DIRECTIONS FOR THIS TASK. Search the records below for the string "errors" and report only the number of lines that contain it.

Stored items

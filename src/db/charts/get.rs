use sqlx::PgPool;
use std::cmp::Ordering;

use crate::{
    errors::AppError,
    models::charts::{AlbumCharts, ArtistCharts, Charts, LeaderboardEntry, ResourceAggregate, ScoredResource},
    scoring,
};

/// Builds the five home-page lists. Each list is computed independently: a
/// failing query degrades that list to empty instead of failing the whole
/// response.
pub async fn get_charts(postgres: &PgPool) -> Charts {
    let trending = fetch_albums_by_count(postgres)
        .await
        .unwrap_or_else(|e| log_empty("trending albums", e));

    let top = rank_by_score(
        fetch_album_aggregates(postgres)
            .await
            .unwrap_or_else(|e| log_empty("top albums", e)),
        scoring::ALBUM_COUNT_WEIGHT,
    );

    // Same query as trending. Kept separate so the two lists can be tuned
    // independently later.
    let popular = fetch_albums_by_count(postgres)
        .await
        .unwrap_or_else(|e| log_empty("popular albums", e));

    let top_artists = rank_by_score(
        fetch_artist_aggregates(postgres)
            .await
            .unwrap_or_else(|e| log_empty("top artists", e)),
        scoring::ARTIST_COUNT_WEIGHT,
    );

    let leaderboard = fetch_leaderboard(postgres)
        .await
        .unwrap_or_else(|e| log_empty("leaderboard", e));

    Charts {
        albums: AlbumCharts {
            trending: trending.into_iter().map(|row| row.resource_id).collect(),
            top: top.into_iter().map(|row| row.resource_id).collect(),
            popular: popular.into_iter().map(|row| row.resource_id).collect(),
        },
        artists: ArtistCharts {
            top: top_artists.into_iter().map(|row| row.resource_id).collect(),
        },
        leaderboard,
    }
}

/// Scores, orders, and truncates grouped aggregates. Groups at or below
/// [`scoring::MIN_CHART_RATINGS`] are dropped before scoring, which keeps
/// `score`'s nonzero-count precondition. Ties in the composite score fall back
/// to `resource_id` so chart output is stable across calls.
pub fn rank_by_score(rows: Vec<ResourceAggregate>, count_weight: f64) -> Vec<ScoredResource> {
    let mut scored: Vec<ScoredResource> = rows
        .into_iter()
        .filter(|row| row.total > scoring::MIN_CHART_RATINGS)
        .map(|row| ScoredResource {
            sort_value: scoring::score(row.average, row.total, count_weight),
            resource_id: row.resource_id,
            total: row.total,
            average: row.average,
        })
        .collect();

    scored.sort_by(|a, b| {
        b.sort_value
            .partial_cmp(&a.sort_value)
            .unwrap_or(Ordering::Equal)
            .then_with(|| a.resource_id.cmp(&b.resource_id))
    });
    scored.truncate(scoring::CHART_SIZE);

    scored
}

fn log_empty<T>(chart: &str, e: AppError) -> Vec<T> {
    tracing::error!("Failed to build {} chart: {}", chart, e);
    Vec::new()
}

/// Albums by raw rating count, no minimum threshold.
async fn fetch_albums_by_count(postgres: &PgPool) -> Result<Vec<ResourceAggregate>, AppError> {
    sqlx::query_as::<_, ResourceAggregate>(
        "SELECT r.resource_id, COUNT(r.rating) AS total, AVG(r.rating)::float8 AS average
         FROM ratings r
         INNER JOIN profiles p ON p.user_id = r.user_id AND p.deactivated = FALSE
         WHERE r.category = 'ALBUM' AND r.deactivated = FALSE
         GROUP BY r.resource_id
         ORDER BY total DESC, r.resource_id ASC
         LIMIT $1",
    )
    .bind(scoring::CHART_SIZE as i64)
    .fetch_all(postgres)
    .await
    .map_err(|e| AppError::DatabaseError(format!("Failed to fetch albums by count: {}", e)))
}

/// Album aggregates above the chart threshold, for composite scoring in Rust.
async fn fetch_album_aggregates(postgres: &PgPool) -> Result<Vec<ResourceAggregate>, AppError> {
    sqlx::query_as::<_, ResourceAggregate>(
        "SELECT r.resource_id, COUNT(r.rating) AS total, AVG(r.rating)::float8 AS average
         FROM ratings r
         INNER JOIN profiles p ON p.user_id = r.user_id AND p.deactivated = FALSE
         WHERE r.category = 'ALBUM' AND r.deactivated = FALSE
         GROUP BY r.resource_id
         HAVING COUNT(r.rating) > $1",
    )
    .bind(scoring::MIN_CHART_RATINGS)
    .fetch_all(postgres)
    .await
    .map_err(|e| AppError::DatabaseError(format!("Failed to fetch album aggregates: {}", e)))
}

/// Artist aggregates: album ratings grouped by the artist they hang off.
async fn fetch_artist_aggregates(postgres: &PgPool) -> Result<Vec<ResourceAggregate>, AppError> {
    sqlx::query_as::<_, ResourceAggregate>(
        "SELECT r.parent_id AS resource_id, COUNT(r.rating) AS total, AVG(r.rating)::float8 AS average
         FROM ratings r
         INNER JOIN profiles p ON p.user_id = r.user_id AND p.deactivated = FALSE
         WHERE r.category = 'ALBUM' AND r.deactivated = FALSE AND r.parent_id IS NOT NULL
         GROUP BY r.parent_id
         HAVING COUNT(r.rating) > $1",
    )
    .bind(scoring::MIN_CHART_RATINGS)
    .fetch_all(postgres)
    .await
    .map_err(|e| AppError::DatabaseError(format!("Failed to fetch artist aggregates: {}", e)))
}

/// Profiles by count of their active ratings, any category.
async fn fetch_leaderboard(postgres: &PgPool) -> Result<Vec<LeaderboardEntry>, AppError> {
    sqlx::query_as::<_, LeaderboardEntry>(
        "SELECT p.user_id, p.handle, p.name, p.image_url, p.bio, p.deactivated,
                p.created_at, p.updated_at, COUNT(r.rating) AS total
         FROM ratings r
         INNER JOIN profiles p ON p.user_id = r.user_id AND p.deactivated = FALSE
         WHERE r.deactivated = FALSE
         GROUP BY p.user_id
         ORDER BY total DESC, p.user_id ASC
         LIMIT $1",
    )
    .bind(scoring::CHART_SIZE as i64)
    .fetch_all(postgres)
    .await
    .map_err(|e| AppError::DatabaseError(format!("Failed to fetch leaderboard: {}", e)))
}
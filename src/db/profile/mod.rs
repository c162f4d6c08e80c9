pub mod get;
pub mod streak;

pub use get::{get_profile_by_handle, get_total_likes, get_total_ratings};
pub use streak::get_streak;
use axum::{
    extract::FromRequestParts,
    http::{StatusCode, request::Parts},
};
use axum_extra::TypedHeader;
use chrono::{Duration, Utc};
use headers::{Authorization, authorization::Bearer};
use jsonwebtoken::{Algorithm, DecodingKey, EncodingKey, Header, Validation, decode, encode};
use serde::{Deserialize, Serialize};

use crate::errors::AppError;

#[derive(Debug, Serialize, Deserialize)]
pub struct Claims {
    pub sub: String, // user ID from the auth provider
    #[serde(default)]
    pub moderator: bool,
    pub exp: usize, // expiration time
}

pub struct AuthClaims(pub Claims);

impl<S> FromRequestParts<S> for AuthClaims
where
    S: Send + Sync,
{
    type Rejection = (StatusCode, String);

    async fn from_request_parts(parts: &mut Parts, _state: &S) -> Result<Self, Self::Rejection> {
        let TypedHeader(Authorization(bearer)) =
            TypedHeader::<Authorization<Bearer>>::from_request_parts(parts, _state)
                .await
                .map_err(|_| {
                    (
                        StatusCode::UNAUTHORIZED,
                        "Missing or invalid Authorization header".into(),
                    )
                })?;

        AuthClaims::from_token(bearer.token())
    }
}

impl AuthClaims {
    pub fn from_token(token: &str) -> Result<Self, (StatusCode, String)> {
        let secret = std::env::var("JWT_SECRET").expect("JWT_SECRET must be set");
        let token_data = decode::<Claims>(
            token,
            &DecodingKey::from_secret(secret.as_bytes()),
            &Validation::new(Algorithm::HS256),
        )
        .map_err(|_| (StatusCode::UNAUTHORIZED, "Invalid or expired token".into()))?;

        Ok(Self(token_data.claims))
    }
}

/// Optional user context for public endpoints (feed, distribution). An absent or
/// invalid bearer token yields `None` instead of rejecting the request.
pub struct MaybeUser(pub Option<Claims>);

impl<S> FromRequestParts<S> for MaybeUser
where
    S: Send + Sync,
{
    type Rejection = std::convert::Infallible;

    async fn from_request_parts(parts: &mut Parts, state: &S) -> Result<Self, Self::Rejection> {
        let bearer = TypedHeader::<Authorization<Bearer>>::from_request_parts(parts, state).await;

        let claims = match bearer {
            Ok(TypedHeader(Authorization(bearer))) => AuthClaims::from_token(bearer.token())
                .ok()
                .map(|AuthClaims(claims)| claims),
            Err(_) => None,
        };

        Ok(Self(claims))
    }
}

pub struct ModeratorClaims(pub Claims);

impl<S> FromRequestParts<S> for ModeratorClaims
where
    S: Send + Sync,
{
    type Rejection = (StatusCode, String);

    async fn from_request_parts(parts: &mut Parts, state: &S) -> Result<Self, Self::Rejection> {
        let AuthClaims(claims) = AuthClaims::from_request_parts(parts, state).await?;

        if !claims.moderator {
            return Err((StatusCode::UNAUTHORIZED, "Moderator access required".into()));
        }

        Ok(Self(claims))
    }
}

pub fn generate_jwt(user_id: &str, moderator: bool) -> Result<String, AppError> {
    let expiration = (Utc::now() + Duration::hours(24)).timestamp() as usize;
    let claims = Claims {
        sub: user_id.to_string(),
        moderator,
        exp: expiration,
    };

    let secret = std::env::var("JWT_SECRET").map_err(|e| AppError::EnvError(e.to_string()))?;
    encode(
        &Header::default(),
        &claims,
        &EncodingKey::from_secret(secret.as_ref()),
    )
    .map_err(AppError::JwtError)
}
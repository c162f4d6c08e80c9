use sqlx::PgPool;

use crate::{errors::AppError, models::profile::Profile};

pub async fn get_profile_by_handle(
    handle: &str,
    postgres: &PgPool,
) -> Result<Option<Profile>, AppError> {
    sqlx::query_as::<_, Profile>(
        "SELECT user_id, handle, name, image_url, bio, deactivated, created_at, updated_at
         FROM profiles
         WHERE handle = $1",
    )
    .bind(handle)
    .fetch_optional(postgres)
    .await
    .map_err(|e| AppError::DatabaseError(format!("Failed to fetch profile: {}", e)))
}

/// Likes received across all of a user's ratings.
pub async fn get_total_likes(user_id: &str, postgres: &PgPool) -> Result<i64, AppError> {
    sqlx::query_scalar("SELECT COUNT(*) FROM likes WHERE author_id = $1")
        .bind(user_id)
        .fetch_one(postgres)
        .await
        .map_err(|e| AppError::DatabaseError(format!("Failed to count likes: {}", e)))
}

pub async fn get_total_ratings(user_id: &str, postgres: &PgPool) -> Result<i64, AppError> {
    sqlx::query_scalar("SELECT COUNT(*) FROM ratings WHERE user_id = $1 AND deactivated = FALSE")
        .bind(user_id)
        .fetch_one(postgres)
        .await
        .map_err(|e| AppError::DatabaseError(format!("Failed to count ratings: {}", e)))
}
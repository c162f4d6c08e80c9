use chrono::{Duration, TimeZone, Utc};
use needledrop_be::scoring::{
    ALBUM_COUNT_WEIGHT, ARTIST_COUNT_WEIGHT, RECENCY_DIVISOR, engagement, score,
};

#[test]
fn test_score_formula() {
    // avg 8.0 over 10 ratings at album weight: 8.0 + 0.3 * ln(10)
    let expected = 8.0 + 0.3 * 10f64.ln();
    assert!((score(8.0, 10, ALBUM_COUNT_WEIGHT) - expected).abs() < 1e-9);
    assert!((score(8.0, 10, ALBUM_COUNT_WEIGHT) - 8.69).abs() < 0.01);
}

#[test]
fn test_score_rounds_average_to_one_decimal() {
    // ln(1) = 0, so only the rounded average remains
    assert_eq!(score(8.26, 1, 0.5), 8.3);
    assert_eq!(score(8.24, 1, 0.5), 8.2);
    assert_eq!(score(8.0, 1, 0.5), 8.0);
}

#[test]
fn test_score_single_rating_keeps_average() {
    assert_eq!(score(7.0, 1, ARTIST_COUNT_WEIGHT), 7.0);
}

#[test]
fn test_artist_weight_gives_count_more_influence() {
    let album_gain = score(8.0, 50, ALBUM_COUNT_WEIGHT) - score(8.0, 10, ALBUM_COUNT_WEIGHT);
    let artist_gain = score(8.0, 50, ARTIST_COUNT_WEIGHT) - score(8.0, 10, ARTIST_COUNT_WEIGHT);
    assert!(artist_gain > album_gain);
}

#[test]
fn test_engagement_one_like_matches_recency_window() {
    // One like is worth RECENCY_DIVISOR seconds of age
    let older = Utc.with_ymd_and_hms(2026, 8, 1, 12, 0, 0).unwrap();
    let newer = older + Duration::seconds(RECENCY_DIVISOR as i64);

    assert!((engagement(1, 0, older) - engagement(0, 0, newer)).abs() < 1e-9);
}

#[test]
fn test_engagement_counts_likes_and_comments_equally() {
    let created = Utc.with_ymd_and_hms(2026, 8, 1, 12, 0, 0).unwrap();
    assert_eq!(engagement(2, 1, created), engagement(1, 2, created));
    assert_eq!(engagement(3, 0, created), engagement(0, 3, created));
}

#[test]
fn test_engagement_prefers_recent_items() {
    let older = Utc.with_ymd_and_hms(2026, 8, 1, 12, 0, 0).unwrap();
    let newer = older + Duration::hours(1);

    assert!(engagement(0, 0, newer) > engagement(0, 0, older));
}
use axum::{
    Router,
    routing::{get, patch, post},
};

use crate::{
    http::handlers::{
        deactivate_rating_handler, follow_handler, get_charts_handler, get_feed_handler,
        get_profile_handler, get_resource_distribution_handler, get_resource_rating_handler,
        get_resource_rating_list_handler, get_user_distribution_handler, get_user_rating_handler,
        rate_handler, unfollow_handler,
    },
    state::AppState,
};

pub fn create_http_routes(state: AppState) -> Router {
    Router::new()
        .route("/charts", get(get_charts_handler))
        .route("/feed", get(get_feed_handler))
        .route("/ratings", post(rate_handler))
        .route("/ratings/list", get(get_resource_rating_list_handler))
        .route("/ratings/me/{resource_id}", get(get_user_rating_handler))
        .route("/ratings/deactivate", patch(deactivate_rating_handler))
        .route(
            "/ratings/{category}/{resource_id}",
            get(get_resource_rating_handler),
        )
        .route(
            "/distribution/resource/{resource_id}",
            get(get_resource_distribution_handler),
        )
        .route(
            "/distribution/user/{user_id}",
            get(get_user_distribution_handler),
        )
        .route("/profiles/{handle}", get(get_profile_handler))
        .route(
            "/profiles/{user_id}/follow",
            post(follow_handler).delete(unfollow_handler),
        )
        .with_state(state)
}
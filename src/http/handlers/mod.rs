pub mod charts;
pub mod distribution;
pub mod feed;
pub mod follow;
pub mod profile;
pub mod rating;

pub use charts::get_charts_handler;
pub use distribution::{get_resource_distribution_handler, get_user_distribution_handler};
pub use feed::get_feed_handler;
pub use follow::{follow_handler, unfollow_handler};
pub use profile::get_profile_handler;
pub use rating::{
    deactivate_rating_handler, get_resource_rating_handler, get_resource_rating_list_handler,
    get_user_rating_handler, rate_handler,
};
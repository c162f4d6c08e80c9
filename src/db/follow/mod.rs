pub mod delete;
pub mod get;
pub mod post;

pub use delete::unfollow;
pub use get::{get_following_ids, get_total_followers, get_total_following};
pub use post::follow;
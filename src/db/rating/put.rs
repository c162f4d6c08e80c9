use sqlx::PgPool;

use crate::{errors::AppError, models::rating::RateForm};

/// Upsert the caller's rating of a resource, or clear it when `form.rating` is
/// absent. The `ON CONFLICT` target (resource_id, user_id) is what guarantees at
/// most one active rating per pair under concurrent writers; re-rating a
/// moderated row also lifts its deactivation flag.
pub async fn rate(user_id: &str, form: &RateForm, postgres: &PgPool) -> Result<(), AppError> {
    let Some(rating) = form.rating else {
        sqlx::query("DELETE FROM ratings WHERE user_id = $1 AND resource_id = $2 AND category = $3")
            .bind(user_id)
            .bind(&form.resource_id)
            .bind(form.category)
            .execute(postgres)
            .await
            .map_err(|e| AppError::DatabaseError(format!("Failed to clear rating: {}", e)))?;

        tracing::info!("Cleared rating for {} on {}", user_id, form.resource_id);
        return Ok(());
    };

    if !(1..=10).contains(&rating) {
        return Err(AppError::BadRequest("Rating must be between 1 and 10".into()));
    }

    sqlx::query(
        "INSERT INTO ratings (user_id, resource_id, parent_id, category, rating, content)
         VALUES ($1, $2, $3, $4, $5, $6)
         ON CONFLICT (resource_id, user_id) DO UPDATE
         SET parent_id = EXCLUDED.parent_id,
             category = EXCLUDED.category,
             rating = EXCLUDED.rating,
             content = EXCLUDED.content,
             deactivated = FALSE,
             updated_at = NOW()",
    )
    .bind(user_id)
    .bind(&form.resource_id)
    .bind(&form.parent_id)
    .bind(form.category)
    .bind(rating)
    .bind(&form.content)
    .execute(postgres)
    .await
    .map_err(|e| AppError::DatabaseError(format!("Failed to upsert rating: {}", e)))?;

    Ok(())
}
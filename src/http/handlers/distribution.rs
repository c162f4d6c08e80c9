use axum::{
    Json,
    extract::{Path, Query, State},
    http::StatusCode,
};

use crate::{
    auth::MaybeUser,
    db::distribution::{DistributionFilters, DistributionTarget, get_distribution},
    state::AppState,
};

pub async fn get_resource_distribution_handler(
    State(state): State<AppState>,
    MaybeUser(user): MaybeUser,
    Path(resource_id): Path<String>,
    Query(filters): Query<DistributionFilters>,
) -> Result<Json<[i64; 10]>, (StatusCode, String)> {
    let distribution = get_distribution(
        DistributionTarget::Resource(resource_id),
        &filters,
        user.as_ref().map(|claims| claims.sub.as_str()),
        &state.postgres,
    )
    .await
    .map_err(|e| {
        tracing::error!("Failed to get resource distribution: {}", e);
        e.to_response()
    })?;

    Ok(Json(distribution))
}

pub async fn get_user_distribution_handler(
    State(state): State<AppState>,
    MaybeUser(user): MaybeUser,
    Path(user_id): Path<String>,
    Query(filters): Query<DistributionFilters>,
) -> Result<Json<[i64; 10]>, (StatusCode, String)> {
    let distribution = get_distribution(
        DistributionTarget::User(user_id),
        &filters,
        user.as_ref().map(|claims| claims.sub.as_str()),
        &state.postgres,
    )
    .await
    .map_err(|e| {
        tracing::error!("Failed to get user distribution: {}", e);
        e.to_response()
    })?;

    Ok(Json(distribution))
}
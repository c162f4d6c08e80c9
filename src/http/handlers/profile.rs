use axum::{
    Json,
    extract::{Path, State},
    http::StatusCode,
};

use crate::{
    db::{
        follow::{get_total_followers, get_total_following},
        profile::{get_profile_by_handle, get_streak, get_total_likes, get_total_ratings},
    },
    models::profile::{ProfileMeta, ProfileWithMeta},
    state::AppState,
};

/// Public profile read: the profile row plus its derived statistics. An unknown
/// handle is null, not an error.
pub async fn get_profile_handler(
    State(state): State<AppState>,
    Path(handle): Path<String>,
) -> Result<Json<Option<ProfileWithMeta>>, (StatusCode, String)> {
    let profile = get_profile_by_handle(&handle, &state.postgres)
        .await
        .map_err(|e| {
            tracing::error!("Failed to get profile {}: {}", handle, e);
            e.to_response()
        })?;

    let Some(profile) = profile else {
        return Ok(Json(None));
    };

    let (streak, total_likes, total_followers, total_following, total_ratings) = tokio::try_join!(
        get_streak(&profile.user_id, &state.postgres),
        get_total_likes(&profile.user_id, &state.postgres),
        get_total_followers(&profile.user_id, &state.postgres),
        get_total_following(&profile.user_id, &state.postgres),
        get_total_ratings(&profile.user_id, &state.postgres),
    )
    .map_err(|e| {
        tracing::error!("Failed to get profile meta for {}: {}", handle, e);
        e.to_response()
    })?;

    Ok(Json(Some(ProfileWithMeta {
        profile,
        meta: ProfileMeta {
            streak,
            total_likes,
            total_followers,
            total_following,
            total_ratings,
        },
    })))
}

WRITTEN ANSWER. 4